Elisabeth Hasselbeck weighed in on the Sandra Bland arrest and incarceration controversy and her opinion has been found wanting, especially on social media. All in all, Hasselbeck has definitely proven she deserves to be on Fox News Channel and on their morning show, “Fox & Friends,” but she sealed it when she basically blamed the victim — in this case Sandra Bland — for her own arrest due to her non-compliance with the Texas police officer that eventually arrested her. In fact, Hasselbeck said that Bland — who would be found dead three days later in her jail cell, a death officially ruled a suicide — could have used her cigarette, which the officer ordered her to put out, as a weapon. (No, really, Hasselbeck actually did say that…)

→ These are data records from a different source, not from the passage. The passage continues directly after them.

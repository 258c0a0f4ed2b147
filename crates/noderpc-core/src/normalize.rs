//! JSON-RPC envelope normalization.
//!
//! Turns a raw HTTP response into an [`RpcReply`] according to the client's
//! error policy:
//!
//! | response                     | `re_raise = true`      | `re_raise = false`     |
//! |------------------------------|------------------------|------------------------|
//! | absent                       | `NoResponse`           | `NoResponse`           |
//! | not JSON                     | `Empty` (logged)       | `Empty` (logged)       |
//! | `{"error": {...}}`           | `Rpc(detail/message)`  | `Error(raw object)`    |
//! | `{"result": v}`              | `Result(v)`            | `Result(v)`            |
//! | neither                      | `Empty`                | `Empty`                |

use serde_json::Value;

use crate::error::ClientError;
use crate::request::{RequestBody, RpcOutcome, RpcReply};
use crate::transport::RawResponse;

#[derive(Debug, Clone, Copy)]
pub struct ResponseNormalizer {
    pub re_raise: bool,
    pub return_with_args: bool,
}

impl Default for ResponseNormalizer {
    fn default() -> Self {
        Self {
            re_raise: true,
            return_with_args: false,
        }
    }
}

impl ResponseNormalizer {
    pub fn new(re_raise: bool, return_with_args: bool) -> Self {
        Self {
            re_raise,
            return_with_args,
        }
    }

    /// Normalize `response`. `return_with_args` overrides the default for
    /// this call when set.
    pub fn normalize(
        &self,
        response: Option<&RawResponse>,
        body: &RequestBody,
        return_with_args: Option<bool>,
    ) -> Result<RpcReply, ClientError> {
        let response = response.ok_or(ClientError::NoResponse)?;

        let outcome = match serde_json::from_slice::<Value>(&response.body) {
            Ok(json) => self.decode(json)?,
            Err(err) => {
                tracing::info!(
                    status = response.status,
                    request_body = %body,
                    error = %err,
                    "failed to load response"
                );
                RpcOutcome::Empty
            }
        };

        let mut reply = RpcReply::new(outcome);
        if return_with_args.unwrap_or(self.return_with_args) {
            reply.args = Some(body.clone());
        }
        Ok(reply)
    }

    fn decode(&self, mut json: Value) -> Result<RpcOutcome, ClientError> {
        if let Some(error) = json.get_mut("error").map(Value::take) {
            if self.re_raise {
                return Err(ClientError::Rpc(error_message(&error)));
            }
            return Ok(RpcOutcome::Error(error));
        }
        Ok(match json.get_mut("result").map(Value::take) {
            Some(result) => RpcOutcome::Result(result),
            None => RpcOutcome::Empty,
        })
    }
}

/// `detail` if present, else `message`, else the error rendered as JSON.
fn error_message(error: &Value) -> String {
    ["detail", "message"]
        .iter()
        .find_map(|key| error.get(*key))
        .map(|v| match v {
            Value::String(s) => s.clone(),
            other => other.to_string(),
        })
        .unwrap_or_else(|| error.to_string())
}
//! noderpc-core — foundation types for noderpc.
//!
//! # Overview
//!
//! noderpc is a JSON-RPC client for a set of interchangeable blockchain
//! nodes that routes around failing nodes. The core crate defines:
//!
//! - [`HttpTransport`] — the pooled HTTP capability the client calls into
//! - [`NodeRotator`] — cyclic rotation over the configured nodes
//! - [`ResponseNormalizer`] — JSON-RPC envelope decoding and error policy
//! - [`ClientConfig`] — validated client settings
//! - [`TransportError`] / [`ClientError`] — structured error types
//! - [`policy`] module — failover retry and back-off

pub mod config;
pub mod error;
pub mod normalize;
pub mod policy;
pub mod request;
pub mod rotator;
pub mod transport;

pub use config::{ClientConfig, TransportConfig};
pub use error::{ClientError, TransportError};
pub use normalize::ResponseNormalizer;
pub use request::{ensure_list, CallOptions, Failover, RequestBody, RpcOutcome, RpcReply};
pub use rotator::{Node, NodeRotator};
pub use transport::{HttpTransport, RawResponse};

The Wrap reported July 28 that social media “burned” Elisabeth Hasselbeck after she voiced her opinion of Sandra Bland’s arrest on Monday’s “Fox & Friends” show on Fox News Channel. Hasselbeck, showing the dash cam video of Texas State Trooper Brian Encinia ordering Bland to put out her cigarette and get out of her car, said, “I’m sure, someone has, in the history of this land, used a cigarette against a police officer.” She followed the statement by elaborating, suggesting: “Maybe chucked it at him; pushed it at him. If he indeed felt it could be a potential threat, was that the wise thing to do on his part?”
People went after Hasselbeck on Twitter. Quay Morris wrote: “Is she trying to justify murder? | Elisabeth Hasselbeck Suggests Sandra Bland Could’ve Used Her Cigarette As Weapon”
Reg Hunt wanted to know if Hasselbeck would call the police if she saw someone smoking in front of her office building. And Mo Fein Shen posted a photo of a revolver handgun loaded with cigarettes, writing that it was what Sandra Bland “was armed with. Elisabeth, sweetie – you need therapy.”
But blaming the victim, especially female victims, is a tried-and-true storyline on Fox News Channel. MediaMatters.org has a list of incidents — posted in 2012 — where Fox News has blamed the victims. More recently, show hosts like Sean Hannity couldn’t wait to blame Freddie Gray, a young black man arrested after running from police, for breaking his own neck in a Baltimore police van.
Mic.com, though, wrote that Fox News Channel — via Elisabeth Hasselbeck’s vapid comments — had reached an absurd low in victim-blaming. By Hasselbeck’s logic, the report went, just about anything could become a potential weapon and “would grant law enforcement officials instant justification to escalate virtually any interaction between police and the public to the level of physical force.”
Since joining “Fox & Friends” as one-third of its trio of hosts in September 2013, Hasselbeck has struggled to be the voice of intelligence sandwiched between the dumb-and-dumber slices of Steve Doocy and Brian Kilmeade. Doocy recently lamented the Oklahoma Supreme Court decision to take the Ten Commandments monument off government property as something unheard of since the Ten Commandments were what the Constitution of the United States was based upon . And Brian Kilmeade couldn’t understand, after world champion surfer Mick Fanning was attacked on live television by a shark, why event managers and officials weren’t “clearing the waters” of sharks prior to an event to make it safer for surfers.
Still, Elisabeth Hasselbeck has managed to sound just as dim-witted as her co-hosts on occasion. Her Sandra Bland cigarette-as-a-weapon suggestion notwithstanding, the 38-year-old former reality show celebrity once complained that the Obama administration giving the Affordable Care Act a catchy name like Obamacare was “the worst nickname given to anything in the history of this nation.” That, of course, is historical revisionism, because conservative opponents — people just like herself and those appearing on “Fox & Friends” — of the health care legislation were those who first derogatorily labeled it Obamacare.
But revisionism might just be Hasselbeck’s thing. After getting burned repeatedly on the internet for her Sandra Bland comments, Hasselbeck took to Twitter, posting, “I NEVER suggested Sandra Bland could have used a cigarette as a weapon. I asked whether it was wise to ask her to put it out. #StopTheLies”
Nobody lied, and suggest it she most certainly did when she said Bland could have “maybe chucked” or “pushed” her cigarette at the officer. And although Elisabeth Hasselbeck may be a proponent of the repeat-something-enough-it-will-make-it-true school, practicing it still doesn’t make what one says true if it is indeed a falsehood to begin with. Besides, what she said is captured on video. When will people like Hasselbeck realize that when there’s an audio or video record, stating that something else was uttered is not a valid version of the event in question? Much like her suggestion that a weaponized cigarette gave that Texas State Trooper reason to escalate a minor traffic violation involving a somewhat mouthy individual into a physical threat, takedown, and arrest.